Find each line of the material below in which the word "filter" occurs, and return it.

§

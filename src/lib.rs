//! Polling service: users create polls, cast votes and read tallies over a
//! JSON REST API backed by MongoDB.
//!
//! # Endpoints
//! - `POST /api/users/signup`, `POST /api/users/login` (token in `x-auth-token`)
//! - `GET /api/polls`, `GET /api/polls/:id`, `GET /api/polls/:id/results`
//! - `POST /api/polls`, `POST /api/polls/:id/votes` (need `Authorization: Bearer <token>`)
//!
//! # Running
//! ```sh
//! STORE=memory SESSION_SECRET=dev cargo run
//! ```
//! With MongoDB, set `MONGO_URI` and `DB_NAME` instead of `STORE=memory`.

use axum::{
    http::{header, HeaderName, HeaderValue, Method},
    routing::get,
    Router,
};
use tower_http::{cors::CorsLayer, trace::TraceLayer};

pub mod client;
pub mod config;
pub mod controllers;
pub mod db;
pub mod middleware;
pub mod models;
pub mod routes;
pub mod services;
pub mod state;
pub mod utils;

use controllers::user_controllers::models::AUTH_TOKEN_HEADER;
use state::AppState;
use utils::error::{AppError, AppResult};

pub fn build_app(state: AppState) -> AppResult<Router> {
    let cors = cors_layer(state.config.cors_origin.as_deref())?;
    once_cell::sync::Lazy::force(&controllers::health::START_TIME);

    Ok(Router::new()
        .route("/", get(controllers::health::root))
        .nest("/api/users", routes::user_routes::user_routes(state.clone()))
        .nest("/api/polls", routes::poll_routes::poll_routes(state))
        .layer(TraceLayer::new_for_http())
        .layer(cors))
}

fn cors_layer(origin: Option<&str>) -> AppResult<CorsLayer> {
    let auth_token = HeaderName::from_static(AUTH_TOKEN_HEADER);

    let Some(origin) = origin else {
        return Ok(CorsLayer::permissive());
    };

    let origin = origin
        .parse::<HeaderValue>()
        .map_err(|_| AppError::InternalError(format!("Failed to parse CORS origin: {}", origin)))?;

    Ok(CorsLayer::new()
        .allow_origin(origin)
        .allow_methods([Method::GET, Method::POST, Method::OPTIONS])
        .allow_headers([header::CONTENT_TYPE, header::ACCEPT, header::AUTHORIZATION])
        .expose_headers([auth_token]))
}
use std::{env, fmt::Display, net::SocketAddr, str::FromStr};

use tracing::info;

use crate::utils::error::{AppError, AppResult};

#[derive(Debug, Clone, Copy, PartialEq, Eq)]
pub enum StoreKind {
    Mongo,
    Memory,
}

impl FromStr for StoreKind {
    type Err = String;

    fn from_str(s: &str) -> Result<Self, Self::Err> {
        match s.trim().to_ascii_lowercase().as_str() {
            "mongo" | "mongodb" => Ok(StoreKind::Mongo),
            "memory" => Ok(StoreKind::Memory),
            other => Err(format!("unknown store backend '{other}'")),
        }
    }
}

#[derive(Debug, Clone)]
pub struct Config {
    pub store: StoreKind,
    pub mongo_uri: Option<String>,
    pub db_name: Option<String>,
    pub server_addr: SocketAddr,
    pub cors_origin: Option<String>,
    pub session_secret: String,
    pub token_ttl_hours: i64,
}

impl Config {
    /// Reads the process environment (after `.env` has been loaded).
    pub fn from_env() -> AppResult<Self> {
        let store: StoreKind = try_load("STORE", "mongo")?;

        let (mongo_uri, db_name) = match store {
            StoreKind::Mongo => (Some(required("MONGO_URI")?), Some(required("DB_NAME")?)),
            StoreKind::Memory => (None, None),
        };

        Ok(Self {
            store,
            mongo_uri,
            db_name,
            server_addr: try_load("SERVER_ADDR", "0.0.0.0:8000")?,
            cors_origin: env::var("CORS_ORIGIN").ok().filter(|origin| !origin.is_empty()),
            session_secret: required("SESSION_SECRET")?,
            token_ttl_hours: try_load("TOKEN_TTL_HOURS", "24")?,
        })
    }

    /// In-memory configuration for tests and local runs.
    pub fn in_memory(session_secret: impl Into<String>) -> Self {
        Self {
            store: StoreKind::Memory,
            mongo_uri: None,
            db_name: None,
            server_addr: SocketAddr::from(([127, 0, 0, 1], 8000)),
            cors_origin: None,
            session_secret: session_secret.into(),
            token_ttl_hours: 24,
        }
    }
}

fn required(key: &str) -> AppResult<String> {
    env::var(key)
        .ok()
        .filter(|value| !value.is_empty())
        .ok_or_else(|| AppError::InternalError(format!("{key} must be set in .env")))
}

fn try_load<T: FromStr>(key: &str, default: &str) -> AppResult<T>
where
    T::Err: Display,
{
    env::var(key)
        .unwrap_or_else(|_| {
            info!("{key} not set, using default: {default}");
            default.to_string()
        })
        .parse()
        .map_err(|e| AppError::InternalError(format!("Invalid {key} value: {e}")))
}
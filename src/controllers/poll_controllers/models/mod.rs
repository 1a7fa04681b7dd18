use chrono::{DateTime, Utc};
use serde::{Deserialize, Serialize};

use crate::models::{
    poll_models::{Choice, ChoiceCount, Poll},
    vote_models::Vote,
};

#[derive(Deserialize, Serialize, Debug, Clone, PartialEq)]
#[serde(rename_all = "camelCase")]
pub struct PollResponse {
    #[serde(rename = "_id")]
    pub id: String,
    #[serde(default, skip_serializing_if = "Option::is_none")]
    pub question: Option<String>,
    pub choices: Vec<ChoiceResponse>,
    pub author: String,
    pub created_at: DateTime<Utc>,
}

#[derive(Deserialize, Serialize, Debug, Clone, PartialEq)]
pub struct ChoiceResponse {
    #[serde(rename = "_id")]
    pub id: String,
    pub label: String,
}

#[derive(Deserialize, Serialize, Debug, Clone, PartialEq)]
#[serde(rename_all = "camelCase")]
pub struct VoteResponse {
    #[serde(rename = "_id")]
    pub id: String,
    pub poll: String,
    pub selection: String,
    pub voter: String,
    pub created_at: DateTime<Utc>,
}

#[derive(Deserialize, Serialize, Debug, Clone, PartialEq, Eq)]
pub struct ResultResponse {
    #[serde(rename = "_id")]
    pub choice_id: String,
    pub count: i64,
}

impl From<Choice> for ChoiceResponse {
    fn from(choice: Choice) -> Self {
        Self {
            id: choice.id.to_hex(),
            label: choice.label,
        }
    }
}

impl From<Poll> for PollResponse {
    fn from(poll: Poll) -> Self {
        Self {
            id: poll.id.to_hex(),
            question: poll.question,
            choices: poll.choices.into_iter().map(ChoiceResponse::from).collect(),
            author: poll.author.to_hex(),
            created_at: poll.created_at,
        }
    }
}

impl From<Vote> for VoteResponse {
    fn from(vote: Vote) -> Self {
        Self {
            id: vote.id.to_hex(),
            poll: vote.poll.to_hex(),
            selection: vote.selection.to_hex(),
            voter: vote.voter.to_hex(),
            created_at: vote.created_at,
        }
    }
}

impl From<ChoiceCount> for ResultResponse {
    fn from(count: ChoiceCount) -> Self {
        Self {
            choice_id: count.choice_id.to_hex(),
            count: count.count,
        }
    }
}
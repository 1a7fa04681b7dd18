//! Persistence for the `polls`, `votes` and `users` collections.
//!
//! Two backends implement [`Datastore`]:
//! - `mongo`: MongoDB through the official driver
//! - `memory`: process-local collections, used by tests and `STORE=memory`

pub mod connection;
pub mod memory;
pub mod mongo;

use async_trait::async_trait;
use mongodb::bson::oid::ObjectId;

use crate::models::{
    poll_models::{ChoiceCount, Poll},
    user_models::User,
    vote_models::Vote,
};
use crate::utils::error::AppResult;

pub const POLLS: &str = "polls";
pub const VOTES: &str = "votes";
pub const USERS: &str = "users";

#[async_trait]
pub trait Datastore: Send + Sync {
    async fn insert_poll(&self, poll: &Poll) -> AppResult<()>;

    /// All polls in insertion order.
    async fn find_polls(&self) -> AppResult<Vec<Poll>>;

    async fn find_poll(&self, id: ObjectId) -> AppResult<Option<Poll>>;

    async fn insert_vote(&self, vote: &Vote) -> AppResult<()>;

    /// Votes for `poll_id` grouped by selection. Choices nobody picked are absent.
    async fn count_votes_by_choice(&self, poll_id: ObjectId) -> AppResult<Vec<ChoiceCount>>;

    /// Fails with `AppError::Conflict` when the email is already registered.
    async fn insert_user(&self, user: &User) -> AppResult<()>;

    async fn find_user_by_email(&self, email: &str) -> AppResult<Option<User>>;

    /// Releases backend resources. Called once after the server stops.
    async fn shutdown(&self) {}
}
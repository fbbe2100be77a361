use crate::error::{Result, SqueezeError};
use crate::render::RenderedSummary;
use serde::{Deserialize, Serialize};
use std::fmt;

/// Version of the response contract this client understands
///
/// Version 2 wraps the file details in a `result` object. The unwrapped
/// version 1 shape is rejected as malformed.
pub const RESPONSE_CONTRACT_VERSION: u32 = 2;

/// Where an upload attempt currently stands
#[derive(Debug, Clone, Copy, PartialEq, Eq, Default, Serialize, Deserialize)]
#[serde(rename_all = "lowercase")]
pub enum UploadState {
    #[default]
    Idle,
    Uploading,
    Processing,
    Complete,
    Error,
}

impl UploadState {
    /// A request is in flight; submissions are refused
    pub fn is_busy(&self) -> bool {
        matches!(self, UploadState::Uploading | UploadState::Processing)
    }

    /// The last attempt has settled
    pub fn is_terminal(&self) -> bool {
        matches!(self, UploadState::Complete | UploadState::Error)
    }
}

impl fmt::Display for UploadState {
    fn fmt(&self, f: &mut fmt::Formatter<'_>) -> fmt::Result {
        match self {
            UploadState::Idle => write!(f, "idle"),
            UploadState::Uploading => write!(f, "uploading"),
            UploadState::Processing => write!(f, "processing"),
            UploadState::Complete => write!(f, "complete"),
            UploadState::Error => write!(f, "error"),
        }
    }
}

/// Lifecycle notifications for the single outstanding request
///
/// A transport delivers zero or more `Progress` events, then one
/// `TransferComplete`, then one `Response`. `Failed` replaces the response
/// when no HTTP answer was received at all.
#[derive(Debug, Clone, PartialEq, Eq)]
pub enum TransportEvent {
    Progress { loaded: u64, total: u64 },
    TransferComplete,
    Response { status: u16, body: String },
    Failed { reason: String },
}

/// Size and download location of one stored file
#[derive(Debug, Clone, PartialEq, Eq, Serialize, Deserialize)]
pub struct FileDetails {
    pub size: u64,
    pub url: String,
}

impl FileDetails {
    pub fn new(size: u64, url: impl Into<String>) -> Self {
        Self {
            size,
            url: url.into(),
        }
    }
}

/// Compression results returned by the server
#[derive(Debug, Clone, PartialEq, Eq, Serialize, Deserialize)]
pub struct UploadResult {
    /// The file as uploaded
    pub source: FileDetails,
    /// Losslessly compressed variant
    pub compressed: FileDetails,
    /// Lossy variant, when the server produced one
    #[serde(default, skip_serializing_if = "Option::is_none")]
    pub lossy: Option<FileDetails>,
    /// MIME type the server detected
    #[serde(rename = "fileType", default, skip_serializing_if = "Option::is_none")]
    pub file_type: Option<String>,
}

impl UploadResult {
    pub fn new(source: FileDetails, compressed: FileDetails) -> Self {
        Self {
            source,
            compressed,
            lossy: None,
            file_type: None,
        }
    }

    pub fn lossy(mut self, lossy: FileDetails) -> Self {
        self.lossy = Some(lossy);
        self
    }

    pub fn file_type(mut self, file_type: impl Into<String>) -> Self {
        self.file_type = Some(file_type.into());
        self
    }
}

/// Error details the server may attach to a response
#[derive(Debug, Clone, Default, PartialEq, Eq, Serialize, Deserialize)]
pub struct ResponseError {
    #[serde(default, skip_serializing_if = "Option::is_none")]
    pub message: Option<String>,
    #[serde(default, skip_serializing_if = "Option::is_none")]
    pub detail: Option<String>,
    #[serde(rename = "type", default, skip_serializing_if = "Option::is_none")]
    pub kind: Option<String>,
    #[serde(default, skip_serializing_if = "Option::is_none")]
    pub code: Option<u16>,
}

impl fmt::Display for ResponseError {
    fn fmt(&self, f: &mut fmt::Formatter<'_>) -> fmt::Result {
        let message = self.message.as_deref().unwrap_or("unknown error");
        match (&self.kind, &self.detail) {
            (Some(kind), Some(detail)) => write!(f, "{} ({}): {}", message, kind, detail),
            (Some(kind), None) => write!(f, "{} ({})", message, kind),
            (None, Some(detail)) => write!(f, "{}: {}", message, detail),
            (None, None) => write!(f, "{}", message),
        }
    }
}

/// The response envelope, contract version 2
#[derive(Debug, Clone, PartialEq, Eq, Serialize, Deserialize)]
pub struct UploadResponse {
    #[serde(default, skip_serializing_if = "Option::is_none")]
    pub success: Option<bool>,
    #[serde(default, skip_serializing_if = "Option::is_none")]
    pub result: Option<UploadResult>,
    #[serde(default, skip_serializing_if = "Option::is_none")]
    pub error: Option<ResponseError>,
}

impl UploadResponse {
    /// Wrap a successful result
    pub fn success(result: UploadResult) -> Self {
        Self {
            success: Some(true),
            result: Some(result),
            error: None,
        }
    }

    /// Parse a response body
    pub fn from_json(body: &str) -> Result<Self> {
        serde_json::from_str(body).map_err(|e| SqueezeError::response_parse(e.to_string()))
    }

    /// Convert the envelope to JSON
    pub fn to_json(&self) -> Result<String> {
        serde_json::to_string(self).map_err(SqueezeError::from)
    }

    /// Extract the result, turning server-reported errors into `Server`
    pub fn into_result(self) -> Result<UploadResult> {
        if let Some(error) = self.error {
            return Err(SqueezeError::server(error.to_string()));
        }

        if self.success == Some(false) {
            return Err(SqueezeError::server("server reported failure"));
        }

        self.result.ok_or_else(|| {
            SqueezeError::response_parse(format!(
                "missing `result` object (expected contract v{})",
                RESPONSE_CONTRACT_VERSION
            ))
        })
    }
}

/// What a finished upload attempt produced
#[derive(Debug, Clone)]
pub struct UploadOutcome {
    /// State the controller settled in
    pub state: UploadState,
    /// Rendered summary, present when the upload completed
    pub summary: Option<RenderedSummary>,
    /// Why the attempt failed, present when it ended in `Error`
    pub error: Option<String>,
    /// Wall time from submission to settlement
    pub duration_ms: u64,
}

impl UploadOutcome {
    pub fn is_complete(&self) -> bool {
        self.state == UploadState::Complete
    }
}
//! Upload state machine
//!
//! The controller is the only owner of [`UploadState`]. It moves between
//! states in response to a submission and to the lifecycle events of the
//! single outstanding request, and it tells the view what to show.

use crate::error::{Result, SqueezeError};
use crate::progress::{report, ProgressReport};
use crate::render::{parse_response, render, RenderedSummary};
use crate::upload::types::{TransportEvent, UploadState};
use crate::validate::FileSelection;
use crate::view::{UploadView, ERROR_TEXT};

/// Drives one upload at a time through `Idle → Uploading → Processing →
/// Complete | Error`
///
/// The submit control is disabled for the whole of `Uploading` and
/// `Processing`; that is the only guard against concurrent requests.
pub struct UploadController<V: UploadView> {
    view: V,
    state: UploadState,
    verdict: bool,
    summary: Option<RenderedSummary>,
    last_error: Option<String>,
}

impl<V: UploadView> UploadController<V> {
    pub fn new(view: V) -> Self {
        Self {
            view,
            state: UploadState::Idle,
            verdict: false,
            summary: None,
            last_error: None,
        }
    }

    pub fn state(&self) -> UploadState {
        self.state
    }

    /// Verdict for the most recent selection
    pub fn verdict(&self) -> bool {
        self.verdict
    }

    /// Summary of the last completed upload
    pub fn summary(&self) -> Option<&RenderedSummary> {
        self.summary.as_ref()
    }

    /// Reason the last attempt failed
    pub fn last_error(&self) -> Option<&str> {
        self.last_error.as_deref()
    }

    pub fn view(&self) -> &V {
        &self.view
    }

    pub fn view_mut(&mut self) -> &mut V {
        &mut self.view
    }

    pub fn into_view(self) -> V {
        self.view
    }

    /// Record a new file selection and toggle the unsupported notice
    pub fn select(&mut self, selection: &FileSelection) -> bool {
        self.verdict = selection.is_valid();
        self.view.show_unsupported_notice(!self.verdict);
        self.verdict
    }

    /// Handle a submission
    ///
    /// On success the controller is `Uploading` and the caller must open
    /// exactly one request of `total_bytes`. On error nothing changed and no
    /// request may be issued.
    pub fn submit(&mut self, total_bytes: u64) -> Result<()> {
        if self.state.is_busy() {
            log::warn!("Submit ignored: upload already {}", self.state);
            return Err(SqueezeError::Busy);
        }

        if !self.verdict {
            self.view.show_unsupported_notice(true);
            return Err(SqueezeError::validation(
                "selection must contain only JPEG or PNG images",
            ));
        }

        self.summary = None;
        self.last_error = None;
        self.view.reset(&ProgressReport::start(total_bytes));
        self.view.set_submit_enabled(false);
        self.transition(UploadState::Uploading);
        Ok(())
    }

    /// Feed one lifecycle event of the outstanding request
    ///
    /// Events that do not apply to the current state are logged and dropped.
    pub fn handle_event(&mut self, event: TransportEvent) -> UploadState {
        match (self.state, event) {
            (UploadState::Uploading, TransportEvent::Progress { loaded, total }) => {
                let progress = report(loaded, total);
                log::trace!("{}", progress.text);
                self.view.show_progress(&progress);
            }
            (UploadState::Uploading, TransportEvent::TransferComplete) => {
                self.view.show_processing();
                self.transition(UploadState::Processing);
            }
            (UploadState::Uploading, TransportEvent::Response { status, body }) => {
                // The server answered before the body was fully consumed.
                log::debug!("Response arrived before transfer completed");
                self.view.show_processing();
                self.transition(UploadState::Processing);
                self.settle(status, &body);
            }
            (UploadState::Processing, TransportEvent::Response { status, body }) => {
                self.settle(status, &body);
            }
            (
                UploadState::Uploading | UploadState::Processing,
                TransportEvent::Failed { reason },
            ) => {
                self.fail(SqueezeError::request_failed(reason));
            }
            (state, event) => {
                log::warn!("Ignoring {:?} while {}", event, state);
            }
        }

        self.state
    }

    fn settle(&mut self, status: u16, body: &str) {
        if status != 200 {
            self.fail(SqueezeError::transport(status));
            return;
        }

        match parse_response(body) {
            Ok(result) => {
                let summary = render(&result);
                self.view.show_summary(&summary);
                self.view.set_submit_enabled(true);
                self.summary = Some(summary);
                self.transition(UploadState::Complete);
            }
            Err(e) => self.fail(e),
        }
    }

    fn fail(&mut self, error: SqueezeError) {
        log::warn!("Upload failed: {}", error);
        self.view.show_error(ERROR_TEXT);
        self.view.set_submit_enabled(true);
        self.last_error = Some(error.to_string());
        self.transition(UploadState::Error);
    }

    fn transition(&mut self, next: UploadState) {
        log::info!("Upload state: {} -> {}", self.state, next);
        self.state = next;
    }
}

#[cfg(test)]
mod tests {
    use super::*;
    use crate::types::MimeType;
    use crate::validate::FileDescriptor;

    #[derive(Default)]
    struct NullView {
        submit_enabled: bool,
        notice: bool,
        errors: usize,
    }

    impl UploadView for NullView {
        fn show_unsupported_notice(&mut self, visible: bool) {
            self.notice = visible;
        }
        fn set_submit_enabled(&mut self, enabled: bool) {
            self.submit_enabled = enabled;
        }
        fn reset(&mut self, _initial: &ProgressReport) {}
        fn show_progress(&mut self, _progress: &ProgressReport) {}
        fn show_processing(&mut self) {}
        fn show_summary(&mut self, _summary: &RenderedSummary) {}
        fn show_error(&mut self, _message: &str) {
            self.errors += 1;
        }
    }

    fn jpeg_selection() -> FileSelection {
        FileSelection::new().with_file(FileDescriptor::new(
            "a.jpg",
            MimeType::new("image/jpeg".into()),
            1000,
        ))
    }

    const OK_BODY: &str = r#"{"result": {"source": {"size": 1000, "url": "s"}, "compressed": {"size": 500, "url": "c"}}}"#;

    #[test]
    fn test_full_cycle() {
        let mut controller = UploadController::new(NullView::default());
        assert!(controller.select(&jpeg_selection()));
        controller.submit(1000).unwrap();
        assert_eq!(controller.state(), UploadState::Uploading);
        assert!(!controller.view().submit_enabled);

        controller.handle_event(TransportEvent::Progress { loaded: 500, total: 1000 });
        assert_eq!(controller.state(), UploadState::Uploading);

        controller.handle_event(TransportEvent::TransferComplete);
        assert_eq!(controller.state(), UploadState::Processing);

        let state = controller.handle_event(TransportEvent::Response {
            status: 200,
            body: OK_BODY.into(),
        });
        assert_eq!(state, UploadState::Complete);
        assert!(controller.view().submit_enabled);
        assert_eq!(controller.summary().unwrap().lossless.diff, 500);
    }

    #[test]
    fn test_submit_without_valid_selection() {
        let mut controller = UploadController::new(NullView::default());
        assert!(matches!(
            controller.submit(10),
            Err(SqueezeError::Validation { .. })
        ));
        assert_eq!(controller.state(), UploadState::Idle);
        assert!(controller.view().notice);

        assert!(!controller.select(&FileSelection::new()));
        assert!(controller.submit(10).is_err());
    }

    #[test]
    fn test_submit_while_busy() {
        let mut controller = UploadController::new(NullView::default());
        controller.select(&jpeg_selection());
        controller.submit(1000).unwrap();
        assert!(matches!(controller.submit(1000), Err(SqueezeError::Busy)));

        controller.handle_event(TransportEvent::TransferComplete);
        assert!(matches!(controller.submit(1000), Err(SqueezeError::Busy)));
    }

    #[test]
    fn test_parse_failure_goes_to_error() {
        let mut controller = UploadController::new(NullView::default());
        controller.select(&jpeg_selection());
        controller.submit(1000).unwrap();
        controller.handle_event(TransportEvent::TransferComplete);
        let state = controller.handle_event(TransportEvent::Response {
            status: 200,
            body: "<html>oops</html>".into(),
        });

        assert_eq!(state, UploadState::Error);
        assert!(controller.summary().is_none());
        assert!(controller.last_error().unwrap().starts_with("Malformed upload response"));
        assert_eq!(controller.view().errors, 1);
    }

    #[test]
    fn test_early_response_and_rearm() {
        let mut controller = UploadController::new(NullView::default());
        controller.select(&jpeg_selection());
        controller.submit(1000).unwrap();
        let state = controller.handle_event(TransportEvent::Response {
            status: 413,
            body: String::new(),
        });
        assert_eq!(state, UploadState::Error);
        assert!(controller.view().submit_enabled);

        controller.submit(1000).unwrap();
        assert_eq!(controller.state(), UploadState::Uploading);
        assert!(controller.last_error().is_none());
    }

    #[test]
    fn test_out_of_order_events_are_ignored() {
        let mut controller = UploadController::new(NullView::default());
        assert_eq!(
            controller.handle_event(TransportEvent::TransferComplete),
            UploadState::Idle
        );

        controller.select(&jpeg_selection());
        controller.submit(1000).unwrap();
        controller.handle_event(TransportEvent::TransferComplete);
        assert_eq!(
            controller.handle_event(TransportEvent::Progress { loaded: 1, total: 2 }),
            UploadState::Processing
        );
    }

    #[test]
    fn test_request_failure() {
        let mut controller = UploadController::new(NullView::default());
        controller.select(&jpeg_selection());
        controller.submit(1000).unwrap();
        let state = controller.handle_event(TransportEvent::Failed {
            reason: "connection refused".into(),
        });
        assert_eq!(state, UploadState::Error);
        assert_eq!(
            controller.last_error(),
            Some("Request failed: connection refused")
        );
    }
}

§

*Answer box:*
            cors_origin: env::var("CORS_ORIGIN").ok().filter(|origin| !origin.is_empty()),
        .filter(|value| !value.is_empty())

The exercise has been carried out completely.